#[cfg(test)]
mod tests {
    use super::*;
    use crate::overrides::{GrowthRule, OverrideKind};
    use approx::assert_relative_eq;

    fn regrow(rule: GrowthRule, value: f64, periods: usize) -> f64 {
        (0..periods).fold(value, |v, _| rule.advance(v, rule.parameter()))
    }

    fn timeline() -> Timeline {
        Timeline::new(30, 10).unwrap()
    }

    fn salary() -> ComponentSpec {
        ComponentSpec::new(100_000.0, GrowthRule::Percent(0.03))
    }

    #[test]
    fn test_no_overrides_is_pure_growth() {
        let series = compile(&salary(), &timeline()).unwrap();
        assert_eq!(series.len(), 10);
        assert_eq!(series[0], 100_000.0);
        for i in 1..series.len() {
            assert_relative_eq!(series[i], series[i - 1] * 1.03, max_relative = 1e-12);
        }
    }

    #[test]
    fn test_fixed_growth() {
        let spec = ComponentSpec::new(500.0, GrowthRule::Fixed(25.0));
        let series = compile(&spec, &timeline()).unwrap();
        assert_eq!(series[0], 500.0);
        assert_eq!(series[4], 600.0);
    }

    #[test]
    fn test_set_anchors_and_regrows_ignoring_to_age() {
        // Ranged set: the to_age must not revert the value at 36
        let spec = salary().with_override(Override::set(33, 80_000.0).until(35));
        let series = compile(&spec, &timeline()).unwrap();

        assert_eq!(series[3], 80_000.0);
        for i in 4..series.len() {
            let expected = regrow(GrowthRule::Percent(0.03), 80_000.0, i - 3);
            assert_relative_eq!(series[i], expected, max_relative = 1e-12);
        }

        // Open-ended and ranged set produce the same series
        let open = compile(&salary().with_override(Override::set(33, 80_000.0)), &timeline()).unwrap();
        assert_eq!(series, open);
    }

    #[test]
    fn test_sabbatical_set_to_zero_stays_zero() {
        // Zero anchored under percentage growth stays at zero
        let spec = salary().with_override(Override::set(32, 0.0).until(33));
        let series = compile(&spec, &timeline()).unwrap();
        assert!(series[2..].iter().all(|&v| v == 0.0));
        assert!(series[1] > 0.0);
    }

    #[test]
    fn test_add_and_mult_fire_once() {
        let spec = salary()
            .with_override(Override::add(32, 10_000.0).until(34))
            .with_override(Override::mult(36, 1.5));
        let series = compile(&spec, &timeline()).unwrap();
        let baseline = compile(&salary(), &timeline()).unwrap();

        assert_eq!(&series[..2], &baseline[..2]);
        assert_relative_eq!(series[2], baseline[2] + 10_000.0, max_relative = 1e-12);
        assert_relative_eq!(series[3], (baseline[2] + 10_000.0) * 1.03, max_relative = 1e-12);
        assert_relative_eq!(series[6], series[5] * 1.03 * 1.5, max_relative = 1e-12);
        assert_relative_eq!(series[7], series[6] * 1.03, max_relative = 1e-12);
    }

    #[test]
    fn test_cap_is_continuous_within_range_only() {
        let spec = salary().with_override(Override::cap(32, Some(35), 105_000.0));
        let series = compile(&spec, &timeline()).unwrap();
        let baseline = compile(&salary(), &timeline()).unwrap();

        for i in 2..=5 {
            assert!(series[i] <= 105_000.0, "index {} = {}", i, series[i]);
        }
        assert_eq!(&series[..2], &baseline[..2]);
        // After the range the clamped value regrows from the ceiling
        assert_relative_eq!(series[6], 105_000.0 * 1.03, max_relative = 1e-12);
    }

    #[test]
    fn test_open_cap_runs_to_end() {
        let spec = salary().with_override(Override::cap(31, None, 101_000.0));
        let series = compile(&spec, &timeline()).unwrap();
        assert!(series[1..].iter().all(|&v| v == 101_000.0));
    }

    #[test]
    fn test_application_order() {
        let overrides = vec![
            Override::add(35, 1.0),                   // 0: open-ended
            Override::mult(35, 2.0).until(40),        // 1
            Override::set(33, 5.0),                   // 2
            Override::add(35, 3.0).until(36),         // 3
            Override::cap(35, None, 10.0),            // 4: open-ended, after 0
        ];
        assert_eq!(application_order(&overrides), vec![2, 3, 1, 0, 4]);
    }

    #[test]
    fn test_same_age_order_is_deterministic() {
        // add then mult differs from mult then add; sort key decides
        let add_first = salary()
            .with_override(Override::mult(34, 2.0))
            .with_override(Override::add(34, 1_000.0).until(34));
        let mult_first = salary()
            .with_override(Override::add(34, 1_000.0).until(34))
            .with_override(Override::mult(34, 2.0));

        let a = compile(&add_first, &timeline()).unwrap();
        let b = compile(&mult_first, &timeline()).unwrap();
        // Ranged add sorts before open-ended mult in both insertion orders
        assert_eq!(a, b);

        let base = compile(&salary(), &timeline()).unwrap();
        assert_relative_eq!(a[4], (base[4] + 1_000.0) * 2.0, max_relative = 1e-12);

        // With identical keys insertion order decides, and recompiling is stable
        let tie = salary()
            .with_override(Override::mult(34, 2.0))
            .with_override(Override::add(34, 1_000.0));
        let first = compile(&tie, &timeline()).unwrap();
        assert_relative_eq!(first[4], base[4] * 2.0 + 1_000.0, max_relative = 1e-12);
        assert_eq!(first, compile(&tie, &timeline()).unwrap());
    }

    #[test]
    fn test_growth_overrides_latest_wins() {
        let spec = salary()
            .with_growth_override(35, 0.10)
            .with_growth_override(33, 0.0)
            .with_growth_override(35, 0.05);
        let growth = effective_growth(&spec, &timeline());
        assert_eq!(growth[2], 0.03);
        assert_eq!(growth[3], 0.0);
        assert_eq!(growth[4], 0.0);
        assert_eq!(growth[5], 0.05);
        assert_eq!(growth[9], 0.05);

        let series = compile(&spec, &timeline()).unwrap();
        assert_eq!(series[4], series[3]);
        assert_relative_eq!(series[5], series[4] * 1.05, max_relative = 1e-12);
    }

    #[test]
    fn test_growth_path_varies_baseline_growth() {
        let path = vec![0.0, 0.03, 0.03, 0.10, 0.10, 0.10, 0.02, 0.02, 0.02, 0.02];
        let spec = ComponentSpec::new(2_000.0, GrowthRule::Percent(0.03)).with_growth_path(path.clone());
        let series = compile(&spec, &timeline()).unwrap();

        assert_eq!(effective_growth(&spec, &timeline()), path);
        assert_eq!(series[0], 2_000.0);
        assert_relative_eq!(series[3], series[2] * 1.10, max_relative = 1e-12);
        assert_relative_eq!(series[6], series[5] * 1.02, max_relative = 1e-12);

        // Growth overrides still win over the path
        let pinned = spec.with_growth_override(36, 0.0);
        let series = compile(&pinned, &timeline()).unwrap();
        assert_eq!(series[6], series[5]);
        assert_eq!(series[9], series[5]);
    }

    #[test]
    fn test_constant_growth_path_matches_rule() {
        let spec = salary();
        let with_path = salary().with_growth_path(vec![0.03; 10]);
        assert_eq!(compile(&spec, &timeline()), compile(&with_path, &timeline()));
    }

    #[test]
    fn test_invalid_growth_path() {
        let short = salary().with_growth_path(vec![0.03; 9]);
        assert_eq!(
            compile(&short, &timeline()),
            Err(CompileError::GrowthPathLength { expected: 10, actual: 9 })
        );

        let mut path = vec![0.03; 10];
        path[4] = f64::NAN;
        assert!(matches!(
            compile(&salary().with_growth_path(path), &timeline()),
            Err(CompileError::NonFiniteGrowthPath { index: 4, .. })
        ));
    }

    #[test]
    fn test_growth_applies_before_override_at_same_index() {
        let spec = salary().with_override(Override::set(31, 50_000.0));
        let series = compile(&spec, &timeline()).unwrap();
        assert_eq!(series[1], 50_000.0);
    }

    #[test]
    fn test_invalid_specifications() {
        let t = timeline();

        let spec = ComponentSpec::new(f64::NAN, GrowthRule::Percent(0.0));
        assert!(matches!(compile(&spec, &t), Err(CompileError::NonFiniteStartValue(_))));

        let spec = ComponentSpec::new(1.0, GrowthRule::Percent(f64::INFINITY));
        assert!(matches!(compile(&spec, &t), Err(CompileError::NonFiniteGrowth(_))));

        let spec = salary().with_override(Override::set(32, -1.0));
        assert_eq!(
            compile(&spec, &t),
            Err(CompileError::NegativeOverrideValue { position: 0, kind: OverrideKind::Set, value: -1.0 })
        );

        let spec = salary().with_override(Override::add(31, 1.0)).with_override(Override::cap(32, None, -5.0));
        assert!(matches!(
            compile(&spec, &t),
            Err(CompileError::NegativeOverrideValue { position: 1, kind: OverrideKind::Cap, .. })
        ));

        let spec = salary().with_override(Override::mult(32, 0.0));
        assert_eq!(compile(&spec, &t), Err(CompileError::NonPositiveMultiplier { position: 0, value: 0.0 }));

        let spec = salary().with_override(Override::add(32, f64::NAN));
        assert!(matches!(compile(&spec, &t), Err(CompileError::NonFiniteOverride { position: 0, .. })));

        let spec = salary().with_override(Override::set(45, 1.0));
        assert!(matches!(compile(&spec, &t), Err(CompileError::OverrideOutOfRange { from_age: 45, .. })));

        let spec = salary().with_override(Override::cap(35, Some(33), 1.0));
        assert!(matches!(compile(&spec, &t), Err(CompileError::InvertedOverrideRange { .. })));

        let spec = salary().with_growth_override(20, 0.01);
        assert!(matches!(compile(&spec, &t), Err(CompileError::GrowthOverrideOutOfRange { .. })));
    }

    #[test]
    fn test_add_below_zero_is_rejected_with_location() {
        let spec = ComponentSpec::new(1_000.0, GrowthRule::flat()).with_override(Override::add(33, -1_500.0));
        match compile(&spec, &timeline()) {
            Err(CompileError::NegativeResult { position, kind, index, age, value }) => {
                assert_eq!(position, 0);
                assert_eq!(kind, OverrideKind::Add);
                assert_eq!(index, 3);
                assert_eq!(age, 33);
                assert_eq!(value, -500.0);
            }
            other => panic!("expected NegativeResult, got {:?}", other),
        }
    }

    #[test]
    fn test_signed_domain_allows_negative_rates() {
        let spec = ComponentSpec::rate(2.0).with_override(Override::add(32, -5.0));
        let series = compile(&spec, &timeline()).unwrap();
        assert_eq!(series[1], 2.0);
        assert_eq!(series[2], -3.0);
        assert_eq!(series[9], -3.0);
    }
}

# # # # #

**Task to complete:**
Although the records may continue, retype only the lines from the first one through the one containing "fn timeline() ->", exactly as they appear.

**Solution to this exercise:**
#[cfg(test)]
mod tests {
    use super::*;
    use crate::overrides::{GrowthRule, OverrideKind};
    use approx::assert_relative_eq;

    fn regrow(rule: GrowthRule, value: f64, periods: usize) -> f64 {
        (0..periods).fold(value, |v, _| rule.advance(v, rule.parameter()))
    }

    fn timeline() -> Timeline {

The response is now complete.